To do: Look through the data below. Collect every line where the word "scan" occurs.

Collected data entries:
'''
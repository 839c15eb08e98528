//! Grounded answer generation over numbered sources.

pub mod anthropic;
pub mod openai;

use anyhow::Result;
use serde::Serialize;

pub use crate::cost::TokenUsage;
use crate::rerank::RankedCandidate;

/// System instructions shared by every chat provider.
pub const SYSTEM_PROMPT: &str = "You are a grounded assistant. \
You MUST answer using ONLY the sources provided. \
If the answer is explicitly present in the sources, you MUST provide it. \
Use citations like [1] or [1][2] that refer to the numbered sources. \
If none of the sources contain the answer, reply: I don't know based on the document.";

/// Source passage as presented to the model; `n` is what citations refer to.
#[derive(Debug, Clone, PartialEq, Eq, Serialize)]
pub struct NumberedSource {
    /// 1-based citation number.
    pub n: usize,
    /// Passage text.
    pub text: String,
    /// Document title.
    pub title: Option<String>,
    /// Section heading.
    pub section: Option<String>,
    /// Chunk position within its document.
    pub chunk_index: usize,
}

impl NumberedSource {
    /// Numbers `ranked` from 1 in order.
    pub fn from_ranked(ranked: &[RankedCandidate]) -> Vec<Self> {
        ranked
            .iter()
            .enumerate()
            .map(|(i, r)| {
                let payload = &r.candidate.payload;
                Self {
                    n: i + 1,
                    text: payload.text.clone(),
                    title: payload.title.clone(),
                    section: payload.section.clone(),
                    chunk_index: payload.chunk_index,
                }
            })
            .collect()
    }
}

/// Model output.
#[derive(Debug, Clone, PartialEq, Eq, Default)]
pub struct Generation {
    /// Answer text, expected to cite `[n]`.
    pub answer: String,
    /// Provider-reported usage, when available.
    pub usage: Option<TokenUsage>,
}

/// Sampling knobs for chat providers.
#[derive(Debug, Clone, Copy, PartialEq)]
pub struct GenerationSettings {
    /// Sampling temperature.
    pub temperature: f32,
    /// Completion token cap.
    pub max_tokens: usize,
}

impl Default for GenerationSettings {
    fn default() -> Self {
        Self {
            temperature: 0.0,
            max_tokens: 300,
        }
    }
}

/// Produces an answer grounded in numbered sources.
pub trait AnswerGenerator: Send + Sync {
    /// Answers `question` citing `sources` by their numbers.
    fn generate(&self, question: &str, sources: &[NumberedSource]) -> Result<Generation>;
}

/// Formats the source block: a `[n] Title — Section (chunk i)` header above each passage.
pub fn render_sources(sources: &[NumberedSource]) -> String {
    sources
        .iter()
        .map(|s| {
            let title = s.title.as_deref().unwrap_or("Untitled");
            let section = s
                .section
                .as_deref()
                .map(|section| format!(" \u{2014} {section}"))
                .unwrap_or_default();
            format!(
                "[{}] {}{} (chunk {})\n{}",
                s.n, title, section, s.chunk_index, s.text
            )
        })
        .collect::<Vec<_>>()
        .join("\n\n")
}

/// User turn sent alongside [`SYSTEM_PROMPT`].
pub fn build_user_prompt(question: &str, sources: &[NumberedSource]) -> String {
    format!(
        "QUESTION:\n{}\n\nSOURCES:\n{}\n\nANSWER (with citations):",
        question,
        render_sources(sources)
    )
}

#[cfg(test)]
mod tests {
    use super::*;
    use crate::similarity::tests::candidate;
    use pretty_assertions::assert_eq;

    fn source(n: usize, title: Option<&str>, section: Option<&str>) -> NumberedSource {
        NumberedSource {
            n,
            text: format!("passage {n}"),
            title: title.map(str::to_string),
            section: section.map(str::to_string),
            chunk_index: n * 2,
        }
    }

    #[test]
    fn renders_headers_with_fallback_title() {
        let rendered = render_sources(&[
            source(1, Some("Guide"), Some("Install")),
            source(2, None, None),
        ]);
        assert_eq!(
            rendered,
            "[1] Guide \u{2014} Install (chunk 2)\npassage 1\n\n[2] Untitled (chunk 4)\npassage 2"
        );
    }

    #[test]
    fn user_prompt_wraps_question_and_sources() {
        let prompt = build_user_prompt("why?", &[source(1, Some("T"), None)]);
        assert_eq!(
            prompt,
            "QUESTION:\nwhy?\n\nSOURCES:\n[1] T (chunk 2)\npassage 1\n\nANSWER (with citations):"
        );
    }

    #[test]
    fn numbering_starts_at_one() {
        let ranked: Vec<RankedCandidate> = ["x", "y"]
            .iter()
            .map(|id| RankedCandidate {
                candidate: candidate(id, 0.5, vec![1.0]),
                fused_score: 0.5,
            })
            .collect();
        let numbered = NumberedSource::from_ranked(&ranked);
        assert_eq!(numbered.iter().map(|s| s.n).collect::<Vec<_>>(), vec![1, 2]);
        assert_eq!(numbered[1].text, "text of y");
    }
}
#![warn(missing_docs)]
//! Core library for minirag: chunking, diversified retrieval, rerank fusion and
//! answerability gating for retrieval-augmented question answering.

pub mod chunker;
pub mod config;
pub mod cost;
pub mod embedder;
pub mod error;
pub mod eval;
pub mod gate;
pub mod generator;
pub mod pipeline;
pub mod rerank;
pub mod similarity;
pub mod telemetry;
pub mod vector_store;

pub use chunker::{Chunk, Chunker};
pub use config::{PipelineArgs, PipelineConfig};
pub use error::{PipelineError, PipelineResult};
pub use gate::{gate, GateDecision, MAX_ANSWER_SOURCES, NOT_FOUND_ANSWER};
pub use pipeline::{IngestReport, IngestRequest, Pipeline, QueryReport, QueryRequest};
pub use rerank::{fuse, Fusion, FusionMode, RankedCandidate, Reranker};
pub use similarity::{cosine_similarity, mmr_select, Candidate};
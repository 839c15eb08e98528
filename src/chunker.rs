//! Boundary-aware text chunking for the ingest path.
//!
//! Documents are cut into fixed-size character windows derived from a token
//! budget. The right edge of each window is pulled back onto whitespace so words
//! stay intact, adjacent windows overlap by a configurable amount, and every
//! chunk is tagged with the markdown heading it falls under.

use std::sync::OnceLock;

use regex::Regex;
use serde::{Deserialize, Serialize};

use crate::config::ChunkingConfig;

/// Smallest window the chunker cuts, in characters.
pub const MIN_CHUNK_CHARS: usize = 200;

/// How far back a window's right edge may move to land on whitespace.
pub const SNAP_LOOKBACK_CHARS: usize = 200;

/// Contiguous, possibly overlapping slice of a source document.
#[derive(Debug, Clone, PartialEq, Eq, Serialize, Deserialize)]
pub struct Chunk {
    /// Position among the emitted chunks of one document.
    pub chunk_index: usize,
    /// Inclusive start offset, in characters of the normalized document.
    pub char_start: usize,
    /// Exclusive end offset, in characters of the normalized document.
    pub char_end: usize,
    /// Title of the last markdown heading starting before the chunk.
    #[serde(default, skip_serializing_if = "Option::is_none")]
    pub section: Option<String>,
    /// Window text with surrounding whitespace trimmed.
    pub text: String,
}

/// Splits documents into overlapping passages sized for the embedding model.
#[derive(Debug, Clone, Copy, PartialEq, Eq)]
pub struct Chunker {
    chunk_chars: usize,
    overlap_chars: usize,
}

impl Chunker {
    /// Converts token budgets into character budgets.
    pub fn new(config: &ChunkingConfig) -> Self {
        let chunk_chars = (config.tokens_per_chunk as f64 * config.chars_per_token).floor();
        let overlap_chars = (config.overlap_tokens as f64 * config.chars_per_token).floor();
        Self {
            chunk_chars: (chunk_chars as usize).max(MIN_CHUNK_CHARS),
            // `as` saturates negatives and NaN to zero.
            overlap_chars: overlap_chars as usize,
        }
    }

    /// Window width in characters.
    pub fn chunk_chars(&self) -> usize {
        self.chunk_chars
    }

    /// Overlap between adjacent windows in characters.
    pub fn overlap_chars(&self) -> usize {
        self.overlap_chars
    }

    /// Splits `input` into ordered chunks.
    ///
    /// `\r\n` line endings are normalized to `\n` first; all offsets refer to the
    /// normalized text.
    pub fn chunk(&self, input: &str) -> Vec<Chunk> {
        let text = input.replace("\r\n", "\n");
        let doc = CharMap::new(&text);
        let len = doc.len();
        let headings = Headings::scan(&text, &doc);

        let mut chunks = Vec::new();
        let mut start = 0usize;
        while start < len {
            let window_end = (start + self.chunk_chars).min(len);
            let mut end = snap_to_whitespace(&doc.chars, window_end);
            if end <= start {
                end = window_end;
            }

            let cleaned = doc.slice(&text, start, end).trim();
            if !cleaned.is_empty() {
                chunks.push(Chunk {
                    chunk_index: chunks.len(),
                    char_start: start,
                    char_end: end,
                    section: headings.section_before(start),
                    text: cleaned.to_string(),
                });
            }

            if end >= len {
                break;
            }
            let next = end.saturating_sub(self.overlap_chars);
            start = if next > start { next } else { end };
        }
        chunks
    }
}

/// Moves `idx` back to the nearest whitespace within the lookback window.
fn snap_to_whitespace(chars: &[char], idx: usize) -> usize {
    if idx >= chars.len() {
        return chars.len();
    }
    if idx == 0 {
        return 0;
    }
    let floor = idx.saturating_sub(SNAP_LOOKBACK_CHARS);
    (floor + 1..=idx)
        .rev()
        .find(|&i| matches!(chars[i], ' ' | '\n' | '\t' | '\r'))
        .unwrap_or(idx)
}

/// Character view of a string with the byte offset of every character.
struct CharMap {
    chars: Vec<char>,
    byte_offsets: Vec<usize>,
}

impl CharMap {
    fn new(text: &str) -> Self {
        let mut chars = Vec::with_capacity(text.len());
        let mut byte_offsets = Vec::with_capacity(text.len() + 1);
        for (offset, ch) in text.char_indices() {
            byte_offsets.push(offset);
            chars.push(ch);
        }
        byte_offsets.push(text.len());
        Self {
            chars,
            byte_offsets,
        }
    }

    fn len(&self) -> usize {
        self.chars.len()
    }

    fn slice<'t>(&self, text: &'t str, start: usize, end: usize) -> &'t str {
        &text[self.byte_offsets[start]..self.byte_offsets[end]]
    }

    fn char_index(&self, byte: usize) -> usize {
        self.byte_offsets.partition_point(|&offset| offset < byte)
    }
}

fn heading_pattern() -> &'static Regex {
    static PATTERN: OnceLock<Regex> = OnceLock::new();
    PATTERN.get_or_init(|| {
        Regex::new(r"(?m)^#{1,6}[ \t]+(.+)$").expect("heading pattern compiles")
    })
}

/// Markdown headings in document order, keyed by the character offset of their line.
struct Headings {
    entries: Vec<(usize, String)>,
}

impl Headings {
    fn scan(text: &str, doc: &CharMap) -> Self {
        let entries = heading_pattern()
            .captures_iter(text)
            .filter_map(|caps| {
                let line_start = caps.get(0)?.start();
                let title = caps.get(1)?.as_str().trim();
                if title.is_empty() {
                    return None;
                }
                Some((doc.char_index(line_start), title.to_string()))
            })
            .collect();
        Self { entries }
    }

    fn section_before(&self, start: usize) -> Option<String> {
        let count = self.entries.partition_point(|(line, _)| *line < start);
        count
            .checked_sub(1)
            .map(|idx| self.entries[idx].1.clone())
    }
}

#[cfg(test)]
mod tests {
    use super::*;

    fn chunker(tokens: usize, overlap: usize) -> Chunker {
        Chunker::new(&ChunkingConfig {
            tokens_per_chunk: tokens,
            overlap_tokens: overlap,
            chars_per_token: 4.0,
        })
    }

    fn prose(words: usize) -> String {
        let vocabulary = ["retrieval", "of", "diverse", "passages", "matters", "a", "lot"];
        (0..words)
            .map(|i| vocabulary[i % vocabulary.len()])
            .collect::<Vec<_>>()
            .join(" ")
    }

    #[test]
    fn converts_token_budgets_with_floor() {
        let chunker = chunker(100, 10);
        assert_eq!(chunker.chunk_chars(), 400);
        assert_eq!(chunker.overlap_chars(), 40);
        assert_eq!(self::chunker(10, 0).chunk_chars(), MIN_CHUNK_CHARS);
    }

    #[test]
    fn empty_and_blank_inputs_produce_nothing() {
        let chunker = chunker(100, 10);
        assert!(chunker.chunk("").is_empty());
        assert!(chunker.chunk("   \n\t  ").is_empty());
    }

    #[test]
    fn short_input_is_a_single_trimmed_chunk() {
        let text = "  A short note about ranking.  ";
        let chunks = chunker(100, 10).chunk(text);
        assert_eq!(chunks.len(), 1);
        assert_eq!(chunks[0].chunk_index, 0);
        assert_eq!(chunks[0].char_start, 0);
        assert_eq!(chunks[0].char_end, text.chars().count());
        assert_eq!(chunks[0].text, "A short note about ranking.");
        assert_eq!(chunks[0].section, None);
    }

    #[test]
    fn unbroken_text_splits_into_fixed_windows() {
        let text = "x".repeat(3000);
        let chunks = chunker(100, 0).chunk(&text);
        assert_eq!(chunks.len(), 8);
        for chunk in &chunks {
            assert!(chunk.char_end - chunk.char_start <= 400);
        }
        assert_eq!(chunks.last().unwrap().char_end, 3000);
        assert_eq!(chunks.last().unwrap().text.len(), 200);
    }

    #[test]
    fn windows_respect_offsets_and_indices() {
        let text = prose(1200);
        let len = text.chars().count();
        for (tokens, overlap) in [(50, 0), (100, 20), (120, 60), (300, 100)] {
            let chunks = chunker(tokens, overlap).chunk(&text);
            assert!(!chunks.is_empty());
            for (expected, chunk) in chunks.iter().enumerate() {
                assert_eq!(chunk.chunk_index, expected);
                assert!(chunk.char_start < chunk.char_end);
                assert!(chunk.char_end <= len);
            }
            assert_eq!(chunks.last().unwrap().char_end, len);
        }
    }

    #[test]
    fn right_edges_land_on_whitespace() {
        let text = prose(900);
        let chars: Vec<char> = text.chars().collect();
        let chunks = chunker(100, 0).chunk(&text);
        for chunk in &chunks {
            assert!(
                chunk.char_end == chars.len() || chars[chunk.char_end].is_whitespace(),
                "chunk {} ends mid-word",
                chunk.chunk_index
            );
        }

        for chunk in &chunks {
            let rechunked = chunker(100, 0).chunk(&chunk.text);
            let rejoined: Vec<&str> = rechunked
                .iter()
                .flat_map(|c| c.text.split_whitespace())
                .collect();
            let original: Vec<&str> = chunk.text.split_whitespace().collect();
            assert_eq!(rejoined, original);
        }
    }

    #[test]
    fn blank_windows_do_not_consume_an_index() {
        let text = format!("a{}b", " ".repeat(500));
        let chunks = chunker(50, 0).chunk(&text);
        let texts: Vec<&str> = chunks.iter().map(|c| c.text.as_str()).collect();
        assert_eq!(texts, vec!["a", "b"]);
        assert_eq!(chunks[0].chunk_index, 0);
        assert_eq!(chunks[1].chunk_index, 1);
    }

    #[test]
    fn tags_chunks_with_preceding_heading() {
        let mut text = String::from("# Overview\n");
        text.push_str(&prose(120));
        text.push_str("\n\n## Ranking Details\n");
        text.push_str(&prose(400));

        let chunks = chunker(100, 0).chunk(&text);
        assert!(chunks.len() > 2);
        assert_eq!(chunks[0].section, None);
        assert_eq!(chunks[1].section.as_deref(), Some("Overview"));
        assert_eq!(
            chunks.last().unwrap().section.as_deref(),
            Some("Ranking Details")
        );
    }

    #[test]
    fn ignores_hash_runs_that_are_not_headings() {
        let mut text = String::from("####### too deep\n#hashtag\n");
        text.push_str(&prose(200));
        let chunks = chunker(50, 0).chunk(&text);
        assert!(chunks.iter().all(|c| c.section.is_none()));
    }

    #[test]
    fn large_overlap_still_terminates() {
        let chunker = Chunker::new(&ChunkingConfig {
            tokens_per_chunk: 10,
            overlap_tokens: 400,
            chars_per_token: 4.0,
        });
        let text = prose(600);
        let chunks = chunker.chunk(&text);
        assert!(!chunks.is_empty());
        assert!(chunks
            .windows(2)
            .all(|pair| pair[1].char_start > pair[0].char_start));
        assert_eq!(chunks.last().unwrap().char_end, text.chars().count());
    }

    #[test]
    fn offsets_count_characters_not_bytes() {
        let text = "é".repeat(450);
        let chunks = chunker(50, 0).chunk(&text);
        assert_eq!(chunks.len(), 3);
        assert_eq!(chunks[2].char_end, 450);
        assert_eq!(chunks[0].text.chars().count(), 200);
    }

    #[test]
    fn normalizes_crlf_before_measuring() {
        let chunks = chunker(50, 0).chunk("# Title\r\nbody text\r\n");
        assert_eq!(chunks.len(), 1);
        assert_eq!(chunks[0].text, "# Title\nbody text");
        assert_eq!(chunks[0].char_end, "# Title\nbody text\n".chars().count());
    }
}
'''
Solution:
        let headings = Headings::scan(&text, &doc);
    fn scan(text: &str, doc: &CharMap) -> Self {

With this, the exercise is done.